#### WORKING DATA
○ ○ ○ ○

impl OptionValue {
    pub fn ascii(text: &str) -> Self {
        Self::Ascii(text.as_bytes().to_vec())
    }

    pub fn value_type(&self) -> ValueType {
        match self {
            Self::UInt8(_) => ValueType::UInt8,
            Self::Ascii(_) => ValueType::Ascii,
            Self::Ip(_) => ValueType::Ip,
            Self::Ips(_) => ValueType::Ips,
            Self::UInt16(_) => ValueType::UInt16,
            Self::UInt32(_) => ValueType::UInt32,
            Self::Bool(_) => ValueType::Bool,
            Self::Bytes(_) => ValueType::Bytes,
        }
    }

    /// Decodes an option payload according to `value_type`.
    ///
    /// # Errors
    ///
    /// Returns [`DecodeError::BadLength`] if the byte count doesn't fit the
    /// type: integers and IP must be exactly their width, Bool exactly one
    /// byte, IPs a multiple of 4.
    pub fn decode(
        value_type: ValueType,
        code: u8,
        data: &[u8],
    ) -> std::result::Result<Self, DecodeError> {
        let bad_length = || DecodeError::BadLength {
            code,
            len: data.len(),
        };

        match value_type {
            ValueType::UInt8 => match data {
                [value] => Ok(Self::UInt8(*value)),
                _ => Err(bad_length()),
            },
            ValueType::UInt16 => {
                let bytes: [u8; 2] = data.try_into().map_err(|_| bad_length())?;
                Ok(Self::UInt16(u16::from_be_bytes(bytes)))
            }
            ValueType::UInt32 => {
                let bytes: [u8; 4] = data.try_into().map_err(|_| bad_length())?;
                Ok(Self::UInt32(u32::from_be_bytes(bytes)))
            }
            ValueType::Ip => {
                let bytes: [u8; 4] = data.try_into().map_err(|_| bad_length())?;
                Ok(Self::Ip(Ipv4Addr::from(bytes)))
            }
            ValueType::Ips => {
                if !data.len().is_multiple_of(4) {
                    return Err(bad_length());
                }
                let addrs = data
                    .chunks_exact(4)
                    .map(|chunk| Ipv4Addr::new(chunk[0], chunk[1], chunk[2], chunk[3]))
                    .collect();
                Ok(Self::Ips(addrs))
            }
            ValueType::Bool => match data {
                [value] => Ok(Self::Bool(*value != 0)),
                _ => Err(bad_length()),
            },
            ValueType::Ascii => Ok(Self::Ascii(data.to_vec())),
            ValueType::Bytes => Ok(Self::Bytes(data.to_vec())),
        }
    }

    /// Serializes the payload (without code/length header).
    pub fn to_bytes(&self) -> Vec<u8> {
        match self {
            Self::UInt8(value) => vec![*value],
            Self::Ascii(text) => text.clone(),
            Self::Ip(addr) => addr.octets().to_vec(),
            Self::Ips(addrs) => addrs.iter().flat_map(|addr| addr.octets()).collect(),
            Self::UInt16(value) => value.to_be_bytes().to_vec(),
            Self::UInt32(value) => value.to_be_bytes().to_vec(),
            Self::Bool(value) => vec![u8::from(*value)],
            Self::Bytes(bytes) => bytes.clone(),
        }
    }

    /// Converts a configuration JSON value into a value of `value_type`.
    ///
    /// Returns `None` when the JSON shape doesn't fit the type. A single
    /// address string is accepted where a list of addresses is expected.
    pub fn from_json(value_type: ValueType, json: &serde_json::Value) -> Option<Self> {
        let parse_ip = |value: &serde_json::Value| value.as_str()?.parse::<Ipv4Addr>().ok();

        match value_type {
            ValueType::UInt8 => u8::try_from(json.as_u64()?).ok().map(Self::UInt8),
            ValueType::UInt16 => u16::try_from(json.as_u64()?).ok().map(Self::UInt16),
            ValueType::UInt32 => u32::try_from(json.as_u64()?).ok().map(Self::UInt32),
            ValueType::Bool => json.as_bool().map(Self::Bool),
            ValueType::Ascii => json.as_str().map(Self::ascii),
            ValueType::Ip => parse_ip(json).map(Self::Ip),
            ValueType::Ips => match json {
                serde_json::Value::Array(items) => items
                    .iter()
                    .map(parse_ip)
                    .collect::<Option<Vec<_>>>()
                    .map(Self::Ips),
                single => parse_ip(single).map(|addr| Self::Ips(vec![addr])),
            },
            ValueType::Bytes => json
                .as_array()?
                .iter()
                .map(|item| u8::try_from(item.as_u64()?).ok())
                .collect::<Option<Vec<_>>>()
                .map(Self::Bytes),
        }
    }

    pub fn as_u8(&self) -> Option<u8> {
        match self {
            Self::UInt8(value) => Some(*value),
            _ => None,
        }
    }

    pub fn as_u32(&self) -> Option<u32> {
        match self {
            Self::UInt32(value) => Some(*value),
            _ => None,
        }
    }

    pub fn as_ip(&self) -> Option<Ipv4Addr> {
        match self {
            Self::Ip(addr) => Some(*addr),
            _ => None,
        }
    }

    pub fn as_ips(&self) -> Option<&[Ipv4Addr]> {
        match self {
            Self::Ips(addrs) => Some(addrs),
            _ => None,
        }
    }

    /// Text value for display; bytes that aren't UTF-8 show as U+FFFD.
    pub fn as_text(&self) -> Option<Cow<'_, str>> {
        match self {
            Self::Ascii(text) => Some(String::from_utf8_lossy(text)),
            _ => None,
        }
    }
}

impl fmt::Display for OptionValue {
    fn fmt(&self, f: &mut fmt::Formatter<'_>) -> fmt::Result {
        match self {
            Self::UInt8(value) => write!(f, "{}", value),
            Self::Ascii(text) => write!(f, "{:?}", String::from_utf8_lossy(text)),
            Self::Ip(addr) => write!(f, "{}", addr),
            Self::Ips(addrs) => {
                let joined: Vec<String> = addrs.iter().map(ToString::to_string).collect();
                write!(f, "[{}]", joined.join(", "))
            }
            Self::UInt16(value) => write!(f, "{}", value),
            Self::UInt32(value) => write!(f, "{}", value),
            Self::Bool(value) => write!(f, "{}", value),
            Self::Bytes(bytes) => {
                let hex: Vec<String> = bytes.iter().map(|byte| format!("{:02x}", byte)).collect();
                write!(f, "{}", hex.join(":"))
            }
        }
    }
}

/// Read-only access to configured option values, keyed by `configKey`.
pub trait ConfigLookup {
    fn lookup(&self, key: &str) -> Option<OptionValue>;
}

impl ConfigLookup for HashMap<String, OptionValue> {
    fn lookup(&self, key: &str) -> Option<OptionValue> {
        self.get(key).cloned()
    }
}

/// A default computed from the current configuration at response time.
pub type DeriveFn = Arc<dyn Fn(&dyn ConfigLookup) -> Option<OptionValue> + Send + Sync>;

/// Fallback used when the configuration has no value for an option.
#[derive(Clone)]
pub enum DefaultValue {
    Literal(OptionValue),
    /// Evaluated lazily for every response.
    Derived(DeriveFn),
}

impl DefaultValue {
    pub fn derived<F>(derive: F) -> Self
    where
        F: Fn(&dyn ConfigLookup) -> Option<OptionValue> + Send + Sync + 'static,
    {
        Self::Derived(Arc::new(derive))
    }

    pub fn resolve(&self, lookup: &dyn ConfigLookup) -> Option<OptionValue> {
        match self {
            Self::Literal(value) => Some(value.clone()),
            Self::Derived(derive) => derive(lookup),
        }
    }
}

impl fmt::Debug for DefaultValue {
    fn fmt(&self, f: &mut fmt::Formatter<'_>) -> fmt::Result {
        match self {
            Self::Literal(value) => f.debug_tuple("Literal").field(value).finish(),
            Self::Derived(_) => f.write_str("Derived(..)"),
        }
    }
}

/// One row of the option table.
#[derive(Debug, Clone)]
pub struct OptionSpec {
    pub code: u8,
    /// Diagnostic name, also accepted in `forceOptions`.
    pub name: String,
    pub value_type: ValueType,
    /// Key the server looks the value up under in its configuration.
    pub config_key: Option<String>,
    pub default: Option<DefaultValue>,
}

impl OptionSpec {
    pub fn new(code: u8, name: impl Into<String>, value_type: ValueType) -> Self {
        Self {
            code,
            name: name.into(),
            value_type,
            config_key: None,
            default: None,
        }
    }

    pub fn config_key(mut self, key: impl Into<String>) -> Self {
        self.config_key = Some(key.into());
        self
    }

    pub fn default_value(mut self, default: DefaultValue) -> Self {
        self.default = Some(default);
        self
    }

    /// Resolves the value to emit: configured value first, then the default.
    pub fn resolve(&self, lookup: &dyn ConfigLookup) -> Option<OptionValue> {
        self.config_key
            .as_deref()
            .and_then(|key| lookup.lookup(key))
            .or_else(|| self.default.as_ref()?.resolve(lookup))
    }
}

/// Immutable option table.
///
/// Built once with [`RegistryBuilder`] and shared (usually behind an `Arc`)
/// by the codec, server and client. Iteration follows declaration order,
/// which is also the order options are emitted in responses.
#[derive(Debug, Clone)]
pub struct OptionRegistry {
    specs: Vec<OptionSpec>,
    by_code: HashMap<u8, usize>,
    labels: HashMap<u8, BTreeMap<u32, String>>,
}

○ ○ ○ ○

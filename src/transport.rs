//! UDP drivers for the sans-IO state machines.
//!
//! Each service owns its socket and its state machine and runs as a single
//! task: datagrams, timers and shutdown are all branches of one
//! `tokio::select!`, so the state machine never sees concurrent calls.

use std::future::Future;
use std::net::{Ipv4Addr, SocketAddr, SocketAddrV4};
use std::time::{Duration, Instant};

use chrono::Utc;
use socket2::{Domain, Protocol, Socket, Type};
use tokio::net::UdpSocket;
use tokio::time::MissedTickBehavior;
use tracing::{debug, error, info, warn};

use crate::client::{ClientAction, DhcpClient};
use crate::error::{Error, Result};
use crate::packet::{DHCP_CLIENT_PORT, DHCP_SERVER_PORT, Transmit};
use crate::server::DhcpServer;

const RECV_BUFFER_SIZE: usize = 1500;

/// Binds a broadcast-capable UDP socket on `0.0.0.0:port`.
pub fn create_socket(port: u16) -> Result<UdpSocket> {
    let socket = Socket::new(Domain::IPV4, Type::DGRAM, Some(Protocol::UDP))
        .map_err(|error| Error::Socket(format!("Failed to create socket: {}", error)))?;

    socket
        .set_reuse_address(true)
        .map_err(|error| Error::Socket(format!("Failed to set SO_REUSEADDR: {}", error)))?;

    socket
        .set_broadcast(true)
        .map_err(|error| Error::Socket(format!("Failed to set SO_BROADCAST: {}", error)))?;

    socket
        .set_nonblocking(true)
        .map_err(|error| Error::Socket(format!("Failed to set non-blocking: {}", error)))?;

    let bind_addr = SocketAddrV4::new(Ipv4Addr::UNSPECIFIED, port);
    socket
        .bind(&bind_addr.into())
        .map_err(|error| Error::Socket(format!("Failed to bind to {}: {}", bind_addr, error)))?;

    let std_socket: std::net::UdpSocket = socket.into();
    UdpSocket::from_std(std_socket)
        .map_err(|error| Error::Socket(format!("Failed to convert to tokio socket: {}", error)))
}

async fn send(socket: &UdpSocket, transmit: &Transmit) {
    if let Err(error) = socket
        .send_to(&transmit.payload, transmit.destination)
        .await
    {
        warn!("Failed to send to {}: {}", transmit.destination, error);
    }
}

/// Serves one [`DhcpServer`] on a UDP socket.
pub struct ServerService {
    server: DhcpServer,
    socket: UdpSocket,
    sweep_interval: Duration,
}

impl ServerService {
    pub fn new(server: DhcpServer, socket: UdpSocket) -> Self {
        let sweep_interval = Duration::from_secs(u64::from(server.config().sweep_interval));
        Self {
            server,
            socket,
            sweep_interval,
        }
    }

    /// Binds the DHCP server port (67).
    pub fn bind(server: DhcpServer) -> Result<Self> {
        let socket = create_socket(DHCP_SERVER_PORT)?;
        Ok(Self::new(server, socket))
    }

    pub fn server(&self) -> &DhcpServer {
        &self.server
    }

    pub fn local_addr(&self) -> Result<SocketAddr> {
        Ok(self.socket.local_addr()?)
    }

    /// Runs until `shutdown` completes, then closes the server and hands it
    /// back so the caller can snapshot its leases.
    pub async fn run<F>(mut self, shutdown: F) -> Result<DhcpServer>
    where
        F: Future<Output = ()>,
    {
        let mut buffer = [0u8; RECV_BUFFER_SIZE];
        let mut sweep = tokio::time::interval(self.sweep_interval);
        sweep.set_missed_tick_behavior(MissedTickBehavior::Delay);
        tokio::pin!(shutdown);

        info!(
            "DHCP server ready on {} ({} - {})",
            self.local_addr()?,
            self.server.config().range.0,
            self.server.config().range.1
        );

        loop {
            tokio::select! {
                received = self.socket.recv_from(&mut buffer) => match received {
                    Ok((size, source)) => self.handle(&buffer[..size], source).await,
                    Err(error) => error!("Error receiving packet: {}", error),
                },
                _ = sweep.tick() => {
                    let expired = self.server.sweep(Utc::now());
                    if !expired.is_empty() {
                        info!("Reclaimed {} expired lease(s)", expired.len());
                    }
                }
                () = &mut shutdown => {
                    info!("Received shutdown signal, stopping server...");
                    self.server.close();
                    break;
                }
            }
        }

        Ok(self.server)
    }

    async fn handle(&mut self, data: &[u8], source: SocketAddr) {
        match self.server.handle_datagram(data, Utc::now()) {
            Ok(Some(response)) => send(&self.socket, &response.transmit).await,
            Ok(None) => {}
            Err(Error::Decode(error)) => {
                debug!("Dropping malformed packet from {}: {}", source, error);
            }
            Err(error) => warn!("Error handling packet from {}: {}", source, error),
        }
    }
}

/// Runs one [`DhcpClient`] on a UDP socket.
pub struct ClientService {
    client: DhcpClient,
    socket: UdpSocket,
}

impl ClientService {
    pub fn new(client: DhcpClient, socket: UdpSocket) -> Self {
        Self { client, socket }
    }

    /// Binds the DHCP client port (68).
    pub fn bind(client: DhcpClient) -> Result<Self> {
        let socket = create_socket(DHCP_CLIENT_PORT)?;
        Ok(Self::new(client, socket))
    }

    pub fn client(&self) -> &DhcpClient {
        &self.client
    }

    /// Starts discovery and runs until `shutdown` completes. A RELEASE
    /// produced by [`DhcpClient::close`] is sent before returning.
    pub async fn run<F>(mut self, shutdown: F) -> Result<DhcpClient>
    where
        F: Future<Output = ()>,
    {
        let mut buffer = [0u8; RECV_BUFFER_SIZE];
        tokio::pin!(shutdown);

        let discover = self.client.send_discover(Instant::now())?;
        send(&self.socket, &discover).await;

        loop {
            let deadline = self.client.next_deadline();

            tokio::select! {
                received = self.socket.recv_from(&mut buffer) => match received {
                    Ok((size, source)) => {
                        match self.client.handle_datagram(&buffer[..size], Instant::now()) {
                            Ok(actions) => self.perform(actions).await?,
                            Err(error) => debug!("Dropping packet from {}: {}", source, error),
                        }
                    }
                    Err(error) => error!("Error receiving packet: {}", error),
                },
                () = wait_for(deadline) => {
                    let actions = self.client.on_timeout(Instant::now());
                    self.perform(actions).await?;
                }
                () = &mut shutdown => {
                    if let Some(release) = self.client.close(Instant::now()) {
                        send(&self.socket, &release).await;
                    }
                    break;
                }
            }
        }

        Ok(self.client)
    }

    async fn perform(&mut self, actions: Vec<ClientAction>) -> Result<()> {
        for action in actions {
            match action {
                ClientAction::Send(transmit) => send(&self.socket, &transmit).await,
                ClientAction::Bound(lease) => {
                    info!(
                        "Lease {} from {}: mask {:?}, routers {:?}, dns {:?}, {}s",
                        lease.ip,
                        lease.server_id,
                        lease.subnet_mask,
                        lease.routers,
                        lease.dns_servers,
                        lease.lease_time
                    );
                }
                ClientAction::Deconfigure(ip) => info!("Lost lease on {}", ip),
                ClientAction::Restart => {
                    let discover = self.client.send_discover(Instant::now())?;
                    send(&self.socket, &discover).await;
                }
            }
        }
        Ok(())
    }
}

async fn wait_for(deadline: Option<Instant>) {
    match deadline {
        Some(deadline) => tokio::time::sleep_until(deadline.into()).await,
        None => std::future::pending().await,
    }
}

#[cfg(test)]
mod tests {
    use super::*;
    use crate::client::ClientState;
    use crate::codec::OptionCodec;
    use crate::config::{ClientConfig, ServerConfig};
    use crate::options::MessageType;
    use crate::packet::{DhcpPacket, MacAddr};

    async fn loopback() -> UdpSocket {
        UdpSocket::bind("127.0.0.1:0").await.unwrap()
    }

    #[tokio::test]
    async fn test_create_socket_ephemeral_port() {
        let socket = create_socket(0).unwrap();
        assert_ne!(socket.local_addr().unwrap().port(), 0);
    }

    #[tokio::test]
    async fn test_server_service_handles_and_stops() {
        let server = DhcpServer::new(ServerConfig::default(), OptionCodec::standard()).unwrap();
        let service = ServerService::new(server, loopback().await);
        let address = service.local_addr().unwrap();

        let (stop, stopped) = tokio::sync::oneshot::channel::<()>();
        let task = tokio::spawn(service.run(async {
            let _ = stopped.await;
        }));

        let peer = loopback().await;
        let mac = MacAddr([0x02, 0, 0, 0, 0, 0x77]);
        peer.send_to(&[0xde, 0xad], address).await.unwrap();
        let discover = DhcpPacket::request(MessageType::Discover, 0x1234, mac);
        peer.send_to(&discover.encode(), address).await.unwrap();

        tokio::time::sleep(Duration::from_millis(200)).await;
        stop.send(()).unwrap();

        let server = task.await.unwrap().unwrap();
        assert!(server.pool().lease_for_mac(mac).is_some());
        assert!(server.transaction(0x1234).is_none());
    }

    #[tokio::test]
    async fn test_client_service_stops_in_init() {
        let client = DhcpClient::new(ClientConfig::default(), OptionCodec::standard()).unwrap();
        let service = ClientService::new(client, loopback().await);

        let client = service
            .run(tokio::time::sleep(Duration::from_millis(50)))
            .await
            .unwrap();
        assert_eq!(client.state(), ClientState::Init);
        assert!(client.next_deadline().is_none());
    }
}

○ ○ ○ ○

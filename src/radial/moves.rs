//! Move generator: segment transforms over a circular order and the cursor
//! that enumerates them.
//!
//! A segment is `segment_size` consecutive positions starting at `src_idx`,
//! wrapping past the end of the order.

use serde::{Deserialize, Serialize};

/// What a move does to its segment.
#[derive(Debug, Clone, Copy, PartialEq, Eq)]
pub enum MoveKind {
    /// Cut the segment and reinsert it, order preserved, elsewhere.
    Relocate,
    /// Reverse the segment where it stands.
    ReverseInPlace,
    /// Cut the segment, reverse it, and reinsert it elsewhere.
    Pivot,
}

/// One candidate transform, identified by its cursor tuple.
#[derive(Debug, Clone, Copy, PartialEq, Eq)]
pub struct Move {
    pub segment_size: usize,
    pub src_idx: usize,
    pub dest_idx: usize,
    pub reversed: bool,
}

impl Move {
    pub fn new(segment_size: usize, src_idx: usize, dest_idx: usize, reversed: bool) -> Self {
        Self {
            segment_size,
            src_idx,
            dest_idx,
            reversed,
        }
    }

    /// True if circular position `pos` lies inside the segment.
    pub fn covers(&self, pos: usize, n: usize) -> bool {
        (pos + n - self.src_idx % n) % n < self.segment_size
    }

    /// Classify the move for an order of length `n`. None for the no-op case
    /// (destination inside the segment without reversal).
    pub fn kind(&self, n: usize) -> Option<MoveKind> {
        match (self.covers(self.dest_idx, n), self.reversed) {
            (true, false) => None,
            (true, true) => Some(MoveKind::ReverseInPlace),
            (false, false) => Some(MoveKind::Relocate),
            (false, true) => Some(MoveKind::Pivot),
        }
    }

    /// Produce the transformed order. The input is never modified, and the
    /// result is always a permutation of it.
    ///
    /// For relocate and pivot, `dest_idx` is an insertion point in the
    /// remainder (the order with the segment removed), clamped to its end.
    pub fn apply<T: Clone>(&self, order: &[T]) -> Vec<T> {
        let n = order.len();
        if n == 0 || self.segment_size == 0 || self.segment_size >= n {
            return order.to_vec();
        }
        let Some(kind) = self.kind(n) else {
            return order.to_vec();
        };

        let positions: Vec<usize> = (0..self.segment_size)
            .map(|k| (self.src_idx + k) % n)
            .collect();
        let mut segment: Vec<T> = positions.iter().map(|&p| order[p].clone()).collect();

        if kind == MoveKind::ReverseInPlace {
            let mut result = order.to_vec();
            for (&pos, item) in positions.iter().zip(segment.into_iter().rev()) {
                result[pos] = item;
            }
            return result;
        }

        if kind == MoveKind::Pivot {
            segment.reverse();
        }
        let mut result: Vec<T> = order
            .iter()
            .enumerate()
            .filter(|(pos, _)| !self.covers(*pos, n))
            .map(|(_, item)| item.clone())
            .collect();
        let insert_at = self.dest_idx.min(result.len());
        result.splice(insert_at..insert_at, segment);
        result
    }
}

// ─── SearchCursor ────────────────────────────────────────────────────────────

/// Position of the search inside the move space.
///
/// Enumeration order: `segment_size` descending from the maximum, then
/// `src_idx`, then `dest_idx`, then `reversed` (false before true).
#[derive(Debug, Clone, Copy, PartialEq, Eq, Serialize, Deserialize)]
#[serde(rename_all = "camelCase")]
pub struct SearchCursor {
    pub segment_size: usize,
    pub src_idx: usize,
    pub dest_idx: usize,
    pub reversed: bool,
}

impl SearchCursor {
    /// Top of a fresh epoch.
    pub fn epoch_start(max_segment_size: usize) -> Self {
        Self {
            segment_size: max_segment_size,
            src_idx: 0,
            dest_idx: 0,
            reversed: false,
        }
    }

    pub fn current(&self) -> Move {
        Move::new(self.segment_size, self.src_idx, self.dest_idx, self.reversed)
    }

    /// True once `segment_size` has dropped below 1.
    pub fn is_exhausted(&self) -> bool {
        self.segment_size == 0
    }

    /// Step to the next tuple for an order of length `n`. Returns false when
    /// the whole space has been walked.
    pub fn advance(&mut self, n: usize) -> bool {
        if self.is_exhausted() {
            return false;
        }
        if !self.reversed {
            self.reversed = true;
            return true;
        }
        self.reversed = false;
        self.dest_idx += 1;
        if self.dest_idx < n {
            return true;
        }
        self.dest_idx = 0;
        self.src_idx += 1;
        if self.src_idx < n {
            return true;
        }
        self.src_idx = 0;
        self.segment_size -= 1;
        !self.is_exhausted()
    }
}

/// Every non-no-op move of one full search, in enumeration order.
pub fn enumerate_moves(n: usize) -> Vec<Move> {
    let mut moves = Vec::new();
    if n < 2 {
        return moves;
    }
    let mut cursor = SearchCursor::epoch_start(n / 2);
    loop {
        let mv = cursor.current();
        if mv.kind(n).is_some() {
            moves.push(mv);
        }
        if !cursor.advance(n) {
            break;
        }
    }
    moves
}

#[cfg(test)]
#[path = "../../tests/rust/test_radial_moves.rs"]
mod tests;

○ ○ ○ ○

#### EXERCISE DESCRIPTION
Look through the data and gather every line with the string "Protocol" in it.

#### WRITTEN ANSWER
use socket2::{Domain, Protocol, Socket, Type};
    let socket = Socket::new(Domain::IPV4, Type::DGRAM, Some(Protocol::UDP))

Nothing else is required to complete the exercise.